Fundó su estudio hace más de medio siglo en Madrid y desde entonces ha dirigido unos 1.500 proyectos, como las torres de Colón, la T4 -junto a Richard Rogers-, la reforma del Bernabéu, o el aeropuerto de Varsovia. El pasado fin de semana, Antonio Lamela (Madrid, 1926) participó en un seminario en Compostela, organizado por el Colexio de Arquitectos de Galicia (COAG).

-Ahora parece que no se habla de nada más que de arquitectura bioclimática. ¿Por qué ocurre esto?

-Por una estupidez. La arquitectura lo que tiene que ser es buena. Y cuando es buena es bioclimática, medioambiental, ecológica... Estamos ante un estúpido cliché moderno, un capricho reciente que no está justificado, una enfermedad pasajera.

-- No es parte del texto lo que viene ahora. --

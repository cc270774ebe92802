//! Open windows laid out on an absolute minute axis.
//!
//! # Time Model
//! Minutes are counted from the midnight starting the evaluation day, so
//! the previous day's windows have negative offsets.
//!
//! # Precedence
//! Blocked periods (holidays) override open windows. A minute is open iff:
//! - It falls within at least one open window, AND
//! - It does NOT fall within any blocked period.

/// A minute interval `[start, end)` on the absolute axis.
#[derive(Debug, Clone, Copy, PartialEq, Eq)]
pub(crate) struct Window {
    pub start: i64,
    pub end: i64,
}

impl Window {
    pub fn new(start: i64, end: i64) -> Self {
        Self { start, end }
    }

    #[inline]
    pub fn contains(&self, minute: i64) -> bool {
        minute >= self.start && minute < self.end
    }
}

/// Open windows and blocked periods, resolved into disjoint open intervals.
#[derive(Debug, Clone, Default)]
pub(crate) struct Timeline {
    windows: Vec<Window>,
    blocked: Vec<Window>,
}

impl Timeline {
    pub fn new() -> Self {
        Self::default()
    }

    pub fn add_window(&mut self, start: i64, end: i64) {
        if end > start {
            self.windows.push(Window::new(start, end));
        }
    }

    pub fn add_blocked(&mut self, start: i64, end: i64) {
        self.blocked.push(Window::new(start, end));
    }

    /// Open intervals: windows minus blocked periods, sorted, with
    /// touching or overlapping intervals merged.
    pub fn resolve(&self) -> Vec<Window> {
        let mut pieces: Vec<Window> = self.windows.clone();
        for blocked in &self.blocked {
            pieces = pieces
                .into_iter()
                .flat_map(|w| subtract(w, blocked))
                .collect();
        }
        pieces.sort_by_key(|w| w.start);

        let mut merged: Vec<Window> = Vec::with_capacity(pieces.len());
        for piece in pieces {
            match merged.last_mut() {
                Some(last) if piece.start <= last.end => last.end = last.end.max(piece.end),
                _ => merged.push(piece),
            }
        }
        merged
    }
}

/// `window` minus `blocked`: zero, one or two pieces.
fn subtract(window: Window, blocked: &Window) -> Vec<Window> {
    if blocked.end <= window.start || blocked.start >= window.end {
        return vec![window];
    }
    let mut out = Vec::with_capacity(2);
    if blocked.start > window.start {
        out.push(Window::new(window.start, blocked.start));
    }
    if blocked.end < window.end {
        out.push(Window::new(blocked.end, window.end));
    }
    out
}
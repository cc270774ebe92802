//! Week schedule: the ordered list of day-groups.
//!
//! A weekday belongs to at most one group. Days covered by no group are
//! closed all day.

use serde::{Deserialize, Serialize};

use super::day_schedule::DaySchedule;
use super::weekday::{Weekday, WeekdaySet};

/// An ordered sequence of day-groups.
#[derive(Debug, Clone, Default, Serialize, Deserialize, PartialEq, Eq)]
pub struct WeekSchedule {
    /// Day-groups in textual order.
    pub groups: Vec<DaySchedule>,
}

impl WeekSchedule {
    /// Creates an empty schedule (closed every day).
    pub fn new() -> Self {
        Self::default()
    }

    /// Creates a schedule from its groups.
    pub fn from_groups(groups: Vec<DaySchedule>) -> Self {
        Self { groups }
    }

    /// Appends a group (unchecked; see `editor::append_group`).
    pub fn with_group(mut self, group: DaySchedule) -> Self {
        self.groups.push(group);
        self
    }

    /// Number of groups.
    #[inline]
    pub fn len(&self) -> usize {
        self.groups.len()
    }

    /// Whether the schedule has no groups.
    #[inline]
    pub fn is_empty(&self) -> bool {
        self.groups.is_empty()
    }

    /// Group at `index`.
    pub fn get(&self, index: usize) -> Option<&DaySchedule> {
        self.groups.get(index)
    }

    /// Index of the group that owns `day`.
    pub fn group_index_for(&self, day: Weekday) -> Option<usize> {
        self.groups.iter().position(|g| g.has_day(day))
    }

    /// The group that owns `day`.
    pub fn group_for(&self, day: Weekday) -> Option<&DaySchedule> {
        self.groups.iter().find(|g| g.has_day(day))
    }

    /// Days owned by some group.
    pub fn claimed_days(&self) -> WeekdaySet {
        self.groups
            .iter()
            .fold(WeekdaySet::empty(), |acc, g| acc.union(&g.weekdays))
    }

    /// Days owned by no group.
    pub fn unclaimed_days(&self) -> WeekdaySet {
        self.claimed_days().complement()
    }

    /// Whether every day of the week is open around the clock.
    pub fn is_twenty_four_seven(&self) -> bool {
        Weekday::ALL
            .iter()
            .all(|day| self.group_for(*day).is_some_and(|g| g.is_full_day))
    }

    /// Semantic equality: every weekday has the same open hours.
    ///
    /// Group order, group boundaries and the explicit-minutes flag do not
    /// matter; an explicitly closed day equals an uncovered one.
    pub fn is_equivalent(&self, other: &Self) -> bool {
        Weekday::ALL.iter().all(|day| {
            let ours = self.group_for(*day).map(|g| g.open_segments());
            let theirs = other.group_for(*day).map(|g| g.open_segments());
            ours.unwrap_or_default() == theirs.unwrap_or_default()
        })
    }
}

-¿Cuándo empezó esta moda?

-Recientemente. La arquitectura tiene que ser sostenible, físicamente, y sustentable, medioambientalmente. Es decir, fácilmente utilizable, razonablemente económica, mantenible, conservable. La arquitectura es bioclimática desde las cuevas de Altamira. ¿Usted sabe por qué se refugió allí el hombre?

-No, ¿por qué?...

-Pues porque allí encontró un espacio donde el clima permanecía más estable y la vida era más favorable. Bioclimático es crear un ambiente para que la vida sea más fácil. Esta es una de las cosas que habría que erradicar desde los medios de comunicación: no confundir sostenible con sustentable, algo que ocurre cada día.

-He leído por algún lado que usted no es partidario de hacer edificios de más de cien metros de altura...

-Yo lo que he dicho es que, en principio, todo lo que sea construir por encima de ese límite encarece mucho la edificación y la conservación y mantenimiento de la obra. A veces no tenemos más remedio que superar esa altura, cuando no hay suelo, pero si se puede es conveniente evitarlo. No podemos estar en el despilfarro, que es lo que ha desencadenado esta recesión.

-¿A qué se refiere concretamente?

-A que el pinchazo de la burbuja inmobiliaria, como lo han llamado, se ha producido porque inflamos un globo artificial. No había tanta demanda de edificación. Se trastocó el equilibrio de la oferta y la demanda por la rentabilidad inmediata de unos especuladores que metieron sus ahorros en el suelo. Era rentable vender y revender con rapidez.

-En Galicia se ha hablado mucho del feísmo, que se ha atribuido a la poca formación de la gente. ¿Qué responsabilidad tiene el poder público?

-La Administración tiene buena culpa porque no se ha preocupado de educar bien a la población, de sensibilizar a los habitantes. Pero esto es difícil de arreglar. Malformar y destruir resulta muy sencillo, pero formar bien lleva tiempo. Habría que tirar mucha cosa levantada indebidamente, ilegalmente. Lo de Marbella es pernicioso, donde se han dado licencias de obras en zonas donde no podían. Maldita corrupción. Es un daño que tiene difícil arreglo: habrá que crear primeros elementos en la franja costera que alivien todas esas barbaridades. Quizás el poder que ostentan los ayuntamientos en materia urbanística es excesivo. No tienen en cuenta el conjunto del territorio, una visión más global.

-Y en Galicia...

-La costa gallega es de las mejor conservadas. No creo que se pueda comparar. Sin embargo, ha habido también errores, pero muchos menos.

-¿Usted que echa en falta en su profesión ahora...?

-Honradez y sinceridad. La crisis actual no solo es económica sino de valores, y sobre todo de formación. El todo vale es muy pernicioso. Hay que separar el trigo de la paja.